Be still, and know that I am God;
I will be exalted among the nations,
I will be exalted in the earth!
— Psalm 46:10 NKJV

Submitted by: Rev. Bernadette Towers

I woke up with Psalm 118:24 on my mind, this is the day the Lord has made, we will rejoice and be glad in it.  I felt full of joy as I began my day. I also felt very thankful for another day to give God praise. 

As I pondered the words throughout the morning at work.  I thought to myself, what can I do to bring Glory to my Lord?  Later in the day I suddenly found myself thinking about the past several months and considered the work I had done for the Lord.  Shortly after this, I found myself struggling.  As I came home from work I became overwhelm with sadness as I realized that I was not as busy working in the Kingdom as I had for so long.   

By the time I was ready for prayer, I was a mess. I heard voices of conflict.   I heard, “you are a failure, a disappointment to God”, but at the same time, I also heard, be still.  However, the words failure and disappointment seemed louder and more consistent.  These thoughts surrounded me for a long while and began to hinder my prayer time with the Lord. 

I took a deep breath, sat down, put Christian music on and took my Bible into my hands. I knew and know God’s voice, and I knew He would not speak to me this way.  I would and the enemy would, but not God.  So, I needed to clear the voices of contradiction and stop this conflict. I read Psalms 118:24, and shortly after I found myself on Proverbs, 16:9, A man’s heart plans his way, But the Lord directs his steps.  I then heard, Be Still and know that I am God (Ps. 46:10a). At that very moment a peace came over me and the voices of conflict stopped. I was finally able to go into prayer, to praise my God and seek Him with an empty mind, and open ears. 
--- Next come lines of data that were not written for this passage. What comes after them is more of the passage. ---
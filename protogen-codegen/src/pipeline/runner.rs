//! Pipeline orchestrator.

use miette::{NamedSource, SourceSpan};
use protogen_ir::{FileUnit, GenerateRequest};

use super::{Artifact, Batch, FileContext, FileFailure, GenerationReport, Stage, StageHook, Strategy};
use crate::{
    Canonicalizer, Error, GeneratorConfig, Result, RustCanonicalizer, naming::output_file_name,
};

/// The generation pipeline orchestrator.
///
/// Every loaded file goes through the same stages: the strategy writes the
/// body, the header and the imports the body used are written in front of
/// it, and the assembled text is parsed and printed back in canonical form.
/// Only files marked for generation are surfaced as artifacts.
///
/// # Example
///
/// ```ignore
/// let pipeline = Pipeline::new()
///     .config(config)
///     .hook(MyHook::new());
///
/// let report = pipeline.run(&request, &mut StructStrategy::new())?;
/// ```
pub struct Pipeline<C = RustCanonicalizer> {
    canonicalizer: C,
    config: GeneratorConfig,
    hooks: Vec<Box<dyn StageHook>>,
}

impl Pipeline {
    /// Create a pipeline with the Rust canonicalizer and default settings.
    pub fn new() -> Self {
        Self {
            canonicalizer: RustCanonicalizer,
            config: GeneratorConfig::default(),
            hooks: Vec::new(),
        }
    }
}

impl Default for Pipeline {
    fn default() -> Self {
        Self::new()
    }
}

impl<C: Canonicalizer> Pipeline<C> {
    /// Replace the canonicalizer.
    pub fn canonicalizer<D: Canonicalizer>(self, canonicalizer: D) -> Pipeline<D> {
        Pipeline {
            canonicalizer,
            config: self.config,
            hooks: self.hooks,
        }
    }

    /// Set the base configuration. The request's parameter string is
    /// applied on top of it for each run.
    pub fn config(mut self, config: GeneratorConfig) -> Self {
        self.config = config;
        self
    }

    /// Add a hook to receive stage transitions.
    pub fn hook(mut self, hook: impl StageHook + 'static) -> Self {
        self.hooks.push(Box::new(hook));
        self
    }

    /// Run the pipeline over every file of a request.
    ///
    /// # Errors
    ///
    /// Returns the first batch-fatal error (unresolved type, syntax error,
    /// missing file, bad parameter, strategy initialization). Errors that
    /// only concern one file are collected in the report instead.
    pub fn run(
        &self,
        request: &GenerateRequest,
        strategy: &mut dyn Strategy,
    ) -> Result<GenerationReport> {
        let mut config = self.config.clone();
        if let Some(parameter) = request.parameter.as_deref() {
            config.apply_parameter(parameter)?;
        }

        let mut batch = Batch::new(request, config)?.with_naming(strategy.naming());
        strategy.init(&mut batch)?;

        tracing::debug!(
            strategy = strategy.name(),
            files = request.files.len(),
            surfaced = request.generate.len(),
            "starting batch"
        );

        let mut report = GenerationReport::default();
        for file in batch.files() {
            match self.run_file(&mut batch, file, strategy) {
                Ok(content) if batch.is_surfaced(&file.name) => {
                    report.artifacts.push(Artifact {
                        name: output_file_name(&file.name, &batch.config().extension),
                        content,
                    });
                }
                Ok(_) => {}
                Err(error) if error.is_batch_fatal() => return Err(error),
                Err(error) => report.failures.push(FileFailure {
                    file: file.name.clone(),
                    error,
                }),
            }
        }

        Ok(report)
    }

    /// Drive one file through every stage, reporting failure to the hooks.
    fn run_file<'a>(
        &self,
        batch: &mut Batch<'a>,
        file: &'a FileUnit,
        strategy: &mut dyn Strategy,
    ) -> Result<String> {
        let span = tracing::debug_span!("file", name = %file.name);
        let _enter = span.enter();

        let mut tracker = StageTracker {
            file: &file.name,
            hooks: &self.hooks,
            stage: Stage::Idle,
        };
        let result = self.stages(batch, file, strategy, &mut tracker);
        if let Err(error) = &result {
            tracker.fail(error);
        }
        result
    }

    fn stages<'a>(
        &self,
        batch: &mut Batch<'a>,
        file: &'a FileUnit,
        strategy: &mut dyn Strategy,
        tracker: &mut StageTracker<'_>,
    ) -> Result<String> {
        batch.begin_file();
        let mut ctx = FileContext::new(batch, file);

        strategy.generate(&mut ctx)?;
        let body = ctx.take_output();
        tracker.advance(Stage::BodyGenerated)?;

        ctx.write_header();
        strategy.generate_imports(&mut ctx)?;
        ctx.out().push_raw(&body);
        let assembled = ctx.into_output();
        tracker.advance(Stage::Assembled)?;

        let tree = self.canonicalizer.parse(&assembled).map_err(|err| {
            Box::new(Error::Syntax {
                file: file.name.clone(),
                span: err.offset.map(SourceSpan::from),
                message: err.message,
                src: NamedSource::new(&file.name, assembled.clone()),
            })
        })?;
        tracker.advance(Stage::Parsed)?;

        let content = self.canonicalizer.print(&tree);
        tracker.advance(Stage::Canonicalized)?;

        tracker.advance(Stage::Done)?;
        Ok(content)
    }
}

struct StageTracker<'p> {
    file: &'p str,
    hooks: &'p [Box<dyn StageHook>],
    stage: Stage,
}

impl StageTracker<'_> {
    fn advance(&mut self, stage: Stage) -> Result<()> {
        debug_assert_eq!(self.stage.next(), Some(stage));
        self.stage = stage;
        tracing::debug!(stage = stage.name(), "stage reached");
        for hook in self.hooks {
            hook.on_stage(self.file, stage)?;
        }
        Ok(())
    }

    fn fail(&mut self, error: &Error) {
        tracing::warn!(
            file = self.file,
            stage = self.stage.name(),
            error = %error,
            "file generation failed"
        );
        self.stage = Stage::Failed;
        for hook in self.hooks {
            if let Err(hook_error) = hook.on_stage(self.file, Stage::Failed) {
                tracing::warn!(hook = hook.name(), error = %hook_error, "stage hook failed");
            }
        }
    }
}

#[cfg(test)]
mod tests {
    use std::sync::{Arc, Mutex};

    use protogen_ir::Message;

    use super::*;

    struct Recorder {
        seen: Arc<Mutex<Vec<(String, Stage)>>>,
    }

    impl StageHook for Recorder {
        fn name(&self) -> &'static str {
            "recorder"
        }

        fn on_stage(&self, file: &str, stage: Stage) -> Result<()> {
            if let Ok(mut seen) = self.seen.lock() {
                seen.push((file.to_string(), stage));
            }
            Ok(())
        }
    }

    struct Units;

    impl Strategy for Units {
        fn name(&self) -> &'static str {
            "units"
        }

        fn generate(&mut self, ctx: &mut FileContext<'_, '_>) -> Result<()> {
            let file = ctx.file();
            for message in file.messages() {
                ctx.out().push_line(&format!("pub struct {};", message.name));
            }
            Ok(())
        }
    }

    #[test]
    fn test_pipeline_hooks_see_every_stage() {
        let seen = Arc::new(Mutex::new(Vec::new()));
        let pipeline = Pipeline::new().hook(Recorder { seen: seen.clone() });
        let request = GenerateRequest::new()
            .generated_file(FileUnit::new("a.proto").message(Message::new("A")));

        let report = pipeline.run(&request, &mut Units).expect("pipeline should succeed");
        assert!(report.is_success());
        assert_eq!(report.artifacts[0].name, "a.pb.rs");

        let stages: Vec<Stage> = seen.lock().unwrap().iter().map(|(_, s)| *s).collect();
        assert_eq!(
            stages,
            vec![
                Stage::BodyGenerated,
                Stage::Assembled,
                Stage::Parsed,
                Stage::Canonicalized,
                Stage::Done,
            ]
        );
    }

    #[test]
    fn test_request_parameter_applies() {
        let request = GenerateRequest::new()
            .generated_file(FileUnit::new("a/b.proto").message(Message::new("B")))
            .parameter("extension=rs");

        let report = Pipeline::new().run(&request, &mut Units).unwrap();
        assert_eq!(report.artifacts[0].name, "a/b.rs");
    }

    #[test]
    fn test_bad_parameter_is_fatal() {
        let request = GenerateRequest::new()
            .generated_file(FileUnit::new("a.proto"))
            .parameter("bogus=1");

        let err = Pipeline::new().run(&request, &mut Units).unwrap_err();
        assert!(matches!(*err, Error::Parameter { .. }));
    }
}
During my time of prayer, I realized that, I was the voice of conflict.   I was fighting a spirit of guilt for stepping back and slowing down. Even though I knew I was following God, I was still struggling.  I cried out to God and asked for forgiveness and for Him to help me.  I had to confess that I didn’t know how to be still.  Oh, how loving and patient our God is, He spoke and, I heard Him say, “Be Still Bernadette, Be Still and Know that I am God.  Draw near to Me, and I will draw near to you.  This is a season of refreshing, of growth, a time for silence and stillness, a time for you to listen and learn”.   

I must confess to you, that it is not easy for me to be still. In fact, it has been a challenge, however, I am happy to say; by God’s Grace I am overcoming this challenge.  I have no guilt, and I have peace knowing that I am where God wants me to be. I am in a place of increase, in His presence filled with joy.   I have learned that seasons of silence and stillness are seasons for us to go deeper, draw closer, nearer to God so he can refresh us, teach us and increase us.

I felt compelled to share this with you.  If God has asked you to be still, to slow down, or even give up something. Do it! He has a reason for everything! Yes, it can be a struggle, but the struggle cannot compare to the joy of His presence.